Eureka Moment #2: These days I always carry a camera with me. Unless I am shooting for a client or going on a trip with a photographic purpose in mind this usually means I carry my little fixed lens Fujifim X100T. A superb camera that can easily be pocketed or packed away in my laptop bag. On a recent trip to London, whilst walking through Covent Garden, I spotted the above poster advertising Kurt Geiger bags which I thought would make a good backdrop if the right person walked in front of it. I guess I just got lucky because within a few minutes the lady you see above did just that. It was not until I actually downloaded the image and looked at it in Lightroom that I realised what a great juxtaposition this was (her legs in a similar position to those of the model, the fact she is carrying a bag also, how her right hand is up to her face and the similar looking boots she is wearing). I was hooked! The ability to capture little insights into everyday life and spot things you would not normally see other than in a few brief seconds was for me my ‘decisive moment’.
Having realised what I guess most other street photographers have known for ages I’ve started to explore this style of photography a lot more. Here’s a selection of some street images, both from the same day as my Covent Garden ‘revelation’ and from earlier outings.
As I discussed here there are three techniques for capturing interesting street photographs.
- Technique #1: The Fisherman. This requires some patience. Like the fisherman standing on the riverbank waiting for a catch you find spot that looks interesting and wait for something to develop. It my take a few minutes or maybe a few hours.

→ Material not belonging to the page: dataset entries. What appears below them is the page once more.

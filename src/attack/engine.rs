//! Generic attack-resolution engine
//!
//! One template drives every strategy: phase gate, defensive target
//! checks, the four-way to-hit branch, a single guarded resource
//! consumption step, the strategy's special resolution, miss handling,
//! hit counting, and the damage loop. Strategy-specific behavior enters
//! only through exhaustive matches, never through overrides.
//!
//! Swarm retargeting is returned as an explicit continuation value for
//! the queue loop to resolve; the engine never re-invokes itself.

use crate::attack::cluster;
use crate::attack::declaration::{AttackDeclaration, FiringMode, TargetRef};
use crate::attack::marking;
use crate::attack::rapid;
use crate::attack::special::{self, IgnitionAttempt};
use crate::attack::strategy::ResolutionStrategy;
use crate::attack::swarm;
use crate::attack::tohit::{self, margin_of_success, ToHit};
use crate::catalog::{DamageProfile, Munition, RangeBand, WeaponSpec};
use crate::core::error::Result;
use crate::core::types::{AttackHandle, CombatPhase, UnitId};
use crate::dice::{Dice, Roll2d6};
use crate::report::{Report, ReportKind};
use crate::rules::RulesData;
use crate::world::{HexCoord, HitLocation, World};
use tracing::debug;

/// A declared attack waiting in the queue
#[derive(Debug, Clone)]
pub struct QueuedAttack {
    pub handle: AttackHandle,
    pub declaration: AttackDeclaration,
    pub strategy: ResolutionStrategy,
    /// Set once the opening report line has been written
    pub announced: bool,
}

/// Whether an activation finished or must stay queued for a later phase
#[derive(Debug, Clone, Copy, PartialEq, Eq)]
pub enum Resolution {
    Finished,
    KeepQueued,
}

/// Result of one activation
#[derive(Debug)]
pub struct ActivationOutcome {
    pub resolution: Resolution,
    /// Swarm remainder to resolve immediately, before the next queued
    /// attack
    pub continuation: Option<AttackDeclaration>,
}

impl ActivationOutcome {
    fn finished() -> Self {
        Self {
            resolution: Resolution::Finished,
            continuation: None,
        }
    }

    fn keep_queued() -> Self {
        Self {
            resolution: Resolution::KeepQueued,
            continuation: None,
        }
    }
}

- Technique #2: The Hunter. Rather than waiting patiently this approach has you prowling around looking for ‘prey’, shooting then moving on. Don’t spend time looking at your catch just go for the next one.

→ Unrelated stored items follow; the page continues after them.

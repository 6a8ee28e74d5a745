pub mod config;
pub mod error;
pub mod types;

pub use config::GameOptions;
pub use error::{FusilladeError, Result};
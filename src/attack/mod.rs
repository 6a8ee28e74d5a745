//! Attack declaration, dispatch, and resolution
//!
//! An attack's life: declared as an [`AttackDeclaration`], dispatched
//! once to a [`ResolutionStrategy`], queued, then resolved by the
//! generic engine when a phase the strategy cares about runs. The
//! strategy is a closed enum; every behavioral fork in the engine is an
//! exhaustive match over it.

pub mod cluster;
pub mod declaration;
pub mod dispatch;
pub mod engine;
pub mod marking;
pub mod queue;
pub mod rapid;
pub mod special;
pub mod strategy;
pub mod swarm;
pub mod tohit;

pub use declaration::{AttackDeclaration, FiringMode, TargetRef};
pub use dispatch::select_strategy;
pub use engine::{ActivationOutcome, QueuedAttack, Resolution};
pub use queue::AttackQueue;
pub use strategy::ResolutionStrategy;
pub use tohit::{margin_of_success, ToHit, ToHitEvaluation};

- Technique #3: The Craftsman. Here you find a place or a person you want to capture but need to work the scene, possibly taking many shots until you have what you want.
I’m a relative newbie at this sort of photography and am sure the above is barely scratching the surface. I intend to develop these and possibly more styles as often as I can this year though.
A word on gear. I mentioned I usually carry my X100T around with me most places I go and it turns out is almost the ideal camera for street photography. It’s small, light and indiscreet and has a few nice features that make it a device well suited to this genre of photography. Most notably:
- The key functions of aperture, shutter speed and over/under exposure are all available on dials on the top of the camera so can easily be changed with out having to fiddle around looking at a display.
- Other frequently used functions are available through a Quick Menu button as well as function keys on the menu button so can be quickly set with having to scroll through menus.
- It will work wirelessly with a phone allowing you take images without actually having to look through the viewfinder.
- You can set up to three auto ISO settings specifying a default ISO, a maximum ISO and a minimum shutter speed. This means that in low light the camera will first drop the shutter speed but if there is still not enough light without going lower than the minimum speed will then raise the ISO up to the maximum you set. It’s good when capturing street pictures not to go below 1/125 or 1/60 at the slowest so having the camera up the ISO to try and get the shot is a great feature to have.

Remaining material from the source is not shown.